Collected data
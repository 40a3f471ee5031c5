// Tool descriptors: pure data driving both the advertised schemas and
// argument validation, so the two cannot drift apart.

use crate::protocol::ToolSchema;
use serde_json::{json, Value};

/// Declared type of a tool argument.
#[derive(Debug, Clone, Copy, PartialEq, Eq)]
pub enum FieldType {
    Number,
    Text,
    TextList,
}

impl FieldType {
    /// JSON Schema type name, also used in validation error messages.
    pub fn name(&self) -> &'static str {
        match self {
            Self::Number => "number",
            Self::Text => "string",
            Self::TextList => "array of strings",
        }
    }

    /// Does this JSON value have the declared runtime type?
    pub fn matches(&self, value: &Value) -> bool {
        match self {
            Self::Number => value.is_number(),
            Self::Text => value.is_string(),
            Self::TextList => value
                .as_array()
                .is_some_and(|items| items.iter().all(Value::is_string)),
        }
    }
}

/// One declared argument of a tool.
#[derive(Debug, Clone)]
pub struct FieldSpec {
    pub name: &'static str,
    pub description: &'static str,
    pub field_type: FieldType,
    pub required: bool,
    pub default: Option<Value>,
}

impl FieldSpec {
    pub fn required(name: &'static str, field_type: FieldType, description: &'static str) -> Self {
        Self {
            name,
            description,
            field_type,
            required: true,
            default: None,
        }
    }

    pub fn optional(
        name: &'static str,
        field_type: FieldType,
        description: &'static str,
        default: Value,
    ) -> Self {
        Self {
            name,
            description,
            field_type,
            required: false,
            default: Some(default),
        }
    }

    fn json_schema(&self) -> Value {
        let mut obj = serde_json::Map::new();
        match self.field_type {
            FieldType::Number => {
                obj.insert("type".to_string(), json!("number"));
            }
            FieldType::Text => {
                obj.insert("type".to_string(), json!("string"));
            }
            FieldType::TextList => {
                obj.insert("type".to_string(), json!("array"));
                obj.insert("items".to_string(), json!({ "type": "string" }));
            }
        }
        obj.insert("description".to_string(), json!(self.description));
        if let Some(default) = &self.default {
            obj.insert("default".to_string(), default.clone());
        }
        Value::Object(obj)
    }
}

/// Static description of one callable tool.
#[derive(Debug, Clone)]
pub struct ToolDescriptor {
    pub name: &'static str,
    pub description: &'static str,
    pub fields: Vec<FieldSpec>,
}

impl ToolDescriptor {
    /// Render the descriptor as an MCP tool schema.
    pub fn to_schema(&self) -> ToolSchema {
        let mut properties = serde_json::Map::new();
        for field in &self.fields {
            properties.insert(field.name.to_string(), field.json_schema());
        }
        let required: Vec<&str> = self
            .fields
            .iter()
            .filter(|f| f.required)
            .map(|f| f.name)
            .collect();

        ToolSchema {
            name: self.name.to_string(),
            description: self.description.to_string(),
            input_schema: json!({
                "type": "object",
                "properties": properties,
                "required": required,
            }),
        }
    }
}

> What is being asked
Output every entry exactly.

> Solution to this task
repository 40a3f471ee5031c5
// Tool descriptors: pure data driving both the advertised schemas and
// argument validation, so the two cannot drift apart.

use crate::protocol::ToolSchema;
use serde_json::{json, Value};

/// Declared type of a tool argument.
#[derive(Debug, Clone, Copy, PartialEq, Eq)]
pub enum FieldType {
    Number,
    Text,
    TextList,
}

impl FieldType {
    /// JSON Schema type name, also used in validation error messages.
    pub fn name(&self) -> &'static str {
        match self {
            Self::Number => "number",
            Self::Text => "string",
            Self::TextList => "array of strings",
        }
    }

    /// Does this JSON value have the declared runtime type?
    pub fn matches(&self, value: &Value) -> bool {
        match self {
            Self::Number => value.is_number(),
            Self::Text => value.is_string(),
            Self::TextList => value
                .as_array()
                .is_some_and(|items| items.iter().all(Value::is_string)),
        }
    }
}

/// One declared argument of a tool.
#[derive(Debug, Clone)]
pub struct FieldSpec {
    pub name: &'static str,
    pub description: &'static str,
    pub field_type: FieldType,
    pub required: bool,
    pub default: Option<Value>,
}

impl FieldSpec {
    pub fn required(name: &'static str, field_type: FieldType, description: &'static str) -> Self {
        Self {
            name,
            description,
            field_type,
            required: true,
            default: None,
        }
    }

    pub fn optional(
        name: &'static str,
        field_type: FieldType,
        description: &'static str,
        default: Value,
    ) -> Self {
        Self {
            name,
            description,
            field_type,
            required: false,
            default: Some(default),
        }
    }

    fn json_schema(&self) -> Value {
        let mut obj = serde_json::Map::new();
        match self.field_type {
            FieldType::Number => {
                obj.insert("type".to_string(), json!("number"));
            }
            FieldType::Text => {
                obj.insert("type".to_string(), json!("string"));
            }
            FieldType::TextList => {
                obj.insert("type".to_string(), json!("array"));
                obj.insert("items".to_string(), json!({ "type": "string" }));
            }
        }
        obj.insert("description".to_string(), json!(self.description));
        if let Some(default) = &self.default {
            obj.insert("default".to_string(), default.clone());
        }
        Value::Object(obj)
    }
}

/// Static description of one callable tool.
#[derive(Debug, Clone)]
pub struct ToolDescriptor {
    pub name: &'static str,
    pub description: &'static str,
    pub fields: Vec<FieldSpec>,
}

impl ToolDescriptor {
    /// Render the descriptor as an MCP tool schema.
    pub fn to_schema(&self) -> ToolSchema {
        let mut properties = serde_json::Map::new();
        for field in &self.fields {
            properties.insert(field.name.to_string(), field.json_schema());
        }
        let required: Vec<&str> = self
            .fields
            .iter()
            .filter(|f| f.required)
            .map(|f| f.name)
            .collect();

        ToolSchema {
            name: self.name.to_string(),
            description: self.description.to_string(),
            input_schema: json!({
                "type": "object",
                "properties": properties,
                "required": required,
            }),
        }
    }
}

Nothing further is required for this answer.